Nucleoproteins are naturally occurring biopolymers in which the hydroxy group of a serine, a threonine, or a tyrosine moiety is linked through a phosphodiester group to the 3'- or 5'-end of a nucleic acid. For the study of the biological phenomena in which nucleo-proteins are involved, for example, viral replication, nucleopeptides embodying the characteristic linkage between the peptide chain and the oligonucleotide may serve as powerful tools. However, as a result of the multifunctionality and the pronounced acid and base lability of nucleopeptides, their synthesis requires the application of a variety of orthogonally stable blocking groups, which can be removed under the mildest conditions.

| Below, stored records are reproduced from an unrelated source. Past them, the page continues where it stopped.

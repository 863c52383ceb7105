use thiserror::Error;

#[derive(Debug, Error)]
pub enum CodecError {
    #[error("reference to undeclared id {id} at offset {offset}")]
    DanglingReference { id: u64, offset: usize },

    #[error("unsupported tag {tag} at offset {offset}")]
    UnsupportedTag { tag: u32, offset: usize },

    #[error("truncated input at offset {offset}: needed {needed} bytes, {available} available")]
    Truncated {
        offset: usize,
        needed: u64,
        available: usize,
    },

    #[error("declaration ids from {offset} overflow u64 for {count} declarations")]
    IdOverflow { offset: u64, count: usize },

    #[error("stream contains no declarations")]
    EmptyStream,

    #[error("I/O error: {0}")]
    Io(#[from] std::io::Error),
}

pub type CodecResult<T> = Result<T, CodecError>;
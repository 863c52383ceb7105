use std::path::PathBuf;

use vale_types::ContentHash;

/// Errors from blob cache and file tree operations.
#[derive(Debug, thiserror::Error)]
pub enum StoreError {
    /// I/O error from the underlying storage backend.
    #[error("I/O error: {0}")]
    Io(#[from] std::io::Error),

    /// A cache entry could not be persisted.
    #[error("failed to persist blob {hash}: {reason}")]
    Persist { hash: ContentHash, reason: String },

    /// Walking a directory failed.
    #[error("failed to walk {path}: {reason}")]
    Walk { path: PathBuf, reason: String },

    /// A path component is not valid UTF-8.
    #[error("path is not valid UTF-8: {0}")]
    NonUtf8Path(PathBuf),

    /// A blocking task was cancelled or panicked.
    #[error("background task failed: {0}")]
    Task(String),
}

/// Result alias for store operations.
pub type StoreResult<T> = Result<T, StoreError>;
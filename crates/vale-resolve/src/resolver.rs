use std::fmt;
use std::sync::Arc;

use bytes::Bytes;
use tracing::{debug, info, warn};
use vale_crypto::{ContentHasher, HashScheme};
use vale_store::{BlobCache, FileSystemBlobCache, FileTree, InMemoryBlobCache, SingleFlight};
use vale_types::ContentHash;

use crate::config::{merge_hints, ResolverConfig};
use crate::error::{ResolveError, ResolveResult};
use crate::provider::{FallbackProvider, TreeProvider};
use crate::report::{describe_search, find_blob, SourceFailures, NO_TREES};

/// Where resolved bytes came from.
#[derive(Clone, Debug, PartialEq, Eq)]
pub enum Origin {
    /// Already in the local cache, or fetched by a concurrent resolution.
    Cache,
    /// Found in a tree from this hint source, then cached.
    Source(String),
    /// Produced by the fallback provider. Not cached.
    Fallback,
}

impl fmt::Display for Origin {
    fn fmt(&self, f: &mut fmt::Formatter<'_>) -> fmt::Result {
        match self {
            Origin::Cache => f.write_str("cache"),
            Origin::Source(source) => write!(f, "hint source {source}"),
            Origin::Fallback => f.write_str("fallback"),
        }
    }
}

/// Verified bytes for a requested hash.
#[derive(Clone, Debug)]
pub struct Resolved {
    pub bytes: Bytes,
    /// The scheme under which `bytes` hash to the requested hash.
    pub scheme: HashScheme,
    pub origin: Origin,
}

/// Resolves content hashes to verified bytes.
///
/// Lookup order is the local cache, then each hint source in turn, then the
/// fallback provider. Whatever is found must hash to the requested value under
/// one of the [`HashScheme`]s, otherwise resolution fails with
/// [`ResolveError::HashMismatch`].
///
/// Trees downloaded from a hint source are kept for the life of the resolver
/// and shared between concurrent resolutions, so each source is downloaded at
/// most once. A failed download is not kept and will be retried.
pub struct HashResolver {
    cache: Arc<dyn BlobCache>,
    provider: Arc<dyn TreeProvider>,
    fallback: Option<Arc<dyn FallbackProvider>>,
    default_hints: Vec<String>,
    trees: SingleFlight<String, Arc<Vec<FileTree>>>,
}

impl HashResolver {
    pub fn new(cache: Arc<dyn BlobCache>, provider: Arc<dyn TreeProvider>) -> Self {
        Self {
            cache,
            provider,
            fallback: None,
            default_hints: Vec::new(),
            trees: SingleFlight::new(),
        }
    }

    /// Build a resolver from config: an on-disk cache when `cache_dir` is set,
    /// an in-memory one otherwise.
    pub fn from_config(
        config: &ResolverConfig,
        provider: Arc<dyn TreeProvider>,
    ) -> ResolveResult<Self> {
        let cache: Arc<dyn BlobCache> = match &config.cache_dir {
            Some(dir) => Arc::new(FileSystemBlobCache::open(dir)?),
            None => Arc::new(InMemoryBlobCache::new()),
        };
        Ok(Self::new(cache, provider).with_default_hints(config.hint_sources.clone()))
    }

    pub fn with_fallback(mut self, fallback: impl FallbackProvider + 'static) -> Self {
        self.fallback = Some(Arc::new(fallback));
        self
    }

    /// Hint sources tried after the ones passed to each call.
    pub fn with_default_hints(mut self, hints: Vec<String>) -> Self {
        self.default_hints = hints;
        self
    }

    /// Resolve a hex-encoded hash.
    pub async fn resolve(&self, hash_hex: &str, hints: &[String]) -> ResolveResult<Resolved> {
        let hash = ContentHash::from_hex(hash_hex).map_err(|source| ResolveError::InvalidHash {
            input: hash_hex.to_string(),
            source,
        })?;
        self.resolve_hash(&hash, hints).await
    }

    pub async fn resolve_hash(
        &self,
        hash: &ContentHash,
        hints: &[String],
    ) -> ResolveResult<Resolved> {
        let hints = merge_hints(hints, &self.default_hints);
        let mut failures = SourceFailures::default();
        let mut winner: Option<String> = None;

        let fetch = Box::pin(self.fetch_from_hints(hash, &hints, &mut failures, &mut winner));
        let cached = self.cache.get_or_fetch(hash, fetch).await?;

        let (bytes, origin) = match cached {
            Some(bytes) => (bytes, winner.map_or(Origin::Cache, Origin::Source)),
            None => match self.fallback.as_ref().and_then(|f| f.provide(hash.as_bytes())) {
                Some(bytes) => (bytes, Origin::Fallback),
                None => {
                    for (source, failure) in failures.iter() {
                        debug!(source = %source, failure = failure.lines().next().unwrap_or_default(), "hint source failed");
                    }
                    return Err(ResolveError::NotFound {
                        hash: *hash,
                        message: format!(
                            "Could not find bytes for {hash} in the cache, hint sources or fallback.\n{failures}"
                        ),
                    })
                }
            },
        };

        let scheme = ContentHasher::matching_scheme(&bytes, hash)
            .ok_or(ResolveError::HashMismatch { expected: *hash })?;
        info!(hash = %hash.short_hex(), %origin, %scheme, len = bytes.len(), "resolved");
        Ok(Resolved {
            bytes,
            scheme,
            origin,
        })
    }

    /// Search hint sources in order, stopping at the first match.
    async fn fetch_from_hints(
        &self,
        hash: &ContentHash,
        hints: &[String],
        failures: &mut SourceFailures,
        winner: &mut Option<String>,
    ) -> Option<Bytes> {
        for source in hints {
            let trees = self.trees_for(source).await;
            if trees.is_empty() {
                failures.record(source.clone(), NO_TREES);
                continue;
            }
            match find_blob(&trees, hash) {
                Some(bytes) => {
                    debug!(hash = %hash.short_hex(), source = %source, "found blob");
                    *winner = Some(source.clone());
                    return Some(bytes);
                }
                None => failures.record(source.clone(), describe_search(&trees)),
            }
        }
        None
    }

    /// Trees for `source`, downloaded once and shared. Provider errors yield
    /// an empty list.
    async fn trees_for(&self, source: &str) -> Arc<Vec<FileTree>> {
        let loaded = self
            .trees
            .get_or_try_init(source.to_string(), || async {
                debug!(source = %source, "loading trees");
                self.provider.trees_from_source(source).await.map(Arc::new)
            })
            .await;
        match loaded {
            Ok(trees) => trees,
            Err(e) => {
                warn!(source = %source, error = %e, "failed to load trees");
                Arc::new(Vec::new())
            }
        }
    }
}

impl fmt::Debug for HashResolver {
    fn fmt(&self, f: &mut fmt::Formatter<'_>) -> fmt::Result {
        f.debug_struct("HashResolver")
            .field("default_hints", &self.default_hints)
            .field("has_fallback", &self.fallback.is_some())
            .field("trees", &self.trees)
            .finish()
    }
}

We have developed a new mild enzymatic deprotection method, that is, the penicillin G acylase-catalyzed hydrolysis of the N-phenylacetoxybenzyloxycarbony (PhAcOZ) group, for the synthesis of nucleopeptides. We demonstrate the wide applicability of this method by coupling the N-terminally deprotected nucleopeptides 31 a-c with PhAcOZ-protected amino acids and subsequent removal of the N-PhAcOZ group from fully protected nucleotetrapeptides 32a,b with penicillin G acylase. The reaction conditions are very mild (pH 6.8) so that no undesired side reaction such as cleavage of the nucleotide bond or beta-elimination of the nucleotide was observed.